При всех условиях 1970-е годы сильно отличались от 1960-х – хотя бы потому, что в 1960-е было важно, чтобы человек просто не был похож на нормативный советский тип, чтобы он вел себя не так, как полагается, чтобы он говорил не так, как все. А чтó он там рисует, в конце концов не так уж и важно. Важно, чтобы это было не то, что полагается. Важен был сам факт возражения. Сева Некрасов точно определил это время: «эпоха возражения». Наше, русское явление… А в начале 1970-х, да и к концу 1960-х, эта ситуация стала расслаиваться, меняться. Постепенно выяснялось, что есть люди, которым есть что сказать, у которых есть какая-то позитивная «программа возражения». И пришло время «сказать о нашем времени», и сказать на каком-то собственном языке. В 1960-е, не говоря уже о 1950-х, еще был очень силен наш «комплекс», что все у нас ненастоящее: культура ненастоящая, жизнь ненастоящая, и все вокруг фальшивое, советское, и язык у нас ненастоящий русский, а настоящий был до революции; вот раньше все было как-то иначе, а теперь это может существовать где-то за границей, но здесь и сейчас все ненастоящее. Настоящий художник должен говорить на другом языке и вовсе не о нашей реальности, которую надлежит просто не замечать, игнорировать, как болезненную, временную опухоль, и нужно сквозь нее видеть что-то вечное… И так далее, в том же ключе.
И вот к концу 1960-х – началу 1970-х созревает насущная потребность: рассказать об этом времени, в котором мы живем; сказать что-то, не стесняясь себя и своего «плохого, неправильного» языка.
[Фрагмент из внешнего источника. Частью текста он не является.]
use crate::api::attendance::{
    AttendanceRecordResponse, ClockInResponse, ClockOutResponse, ErrorResponse,
};
use utoipa::OpenApi;

#[derive(OpenApi)]
#[openapi(
    info(
        title = "Attendance API",
        version = "0.1.0",
        description = r#"
## Attendance

Daily clock-in / clock-out tracking for a single user.

- `POST /api/clock-in` starts today's record
- `POST /api/clock-out` closes it
- `GET /api/attendance?days=N` lists the last N calendar days, newest first

Errors are returned as `{"error": "..."}`; client mistakes are `400`, storage failures `500`.
"#,
    ),
    paths(
        crate::api::attendance::clock_in,
        crate::api::attendance::clock_out,
        crate::api::attendance::list_attendance,
        crate::api::site::health,
    ),
    components(
        schemas(
            ClockInResponse,
            ClockOutResponse,
            AttendanceRecordResponse,
            ErrorResponse
        )
    ),
    tags(
        (name = "Attendance", description = "Clock-in, clock-out and history"),
        (name = "Health", description = "Liveness"),
    )
)]
pub struct ApiDoc;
На этом неуклюжем языке я все же могу сказать что-то важное, рассказать о себе, своем советском времени, своей жизни, какая она есть.
Вот это был очень важный момент, и очень важную роль сыграл для нас американский поп-арт. Для меня это совершенно определенно. Тогда сказался не конкретно какой-то художник – я никогда не ощущал влияния некой конкретной фигуры, да и сейчас не чувствую, – а именно свобода американцев по отношению к нормативной эстетике, которая считалась обязательной. Их свобода выражения по отношению к норме: я такой, какой есть, и говорю о своей жизни на том языке, на каком думаю. Они сумели включить в искусство и осознать в качестве своего материала все окружающее художника пространство, весь этот низкий мир полуискусства – рекламу, телевидение и прочее, что раньше искусство не впускало в себя. Все это было очень важно, и американцы воспринимались как союзники. С другой стороны, у меня, в отличие от художников соц-арта, возникло и инстинктивное сопротивление, возражение поп-арту, в связи с тем, что для поп-арта «вторая» реальность, то массмедийное пространство, которое окружает нас, и является единственной реальностью – а все остальное ложь и суета. Но для меня это была такая реальность, такое реальное пространство, из которого надо выскочить, от которого надо освободиться, потому что именно это пространство несвободно; а позже я понял, что и всякое социальное пространство несвободно, но тогда никакого другого, кроме советского, у нас не было. То есть я осознал, что это пространство не всё; у него есть свои границы, и эти границы можно перешагнуть – и выскочить оттуда.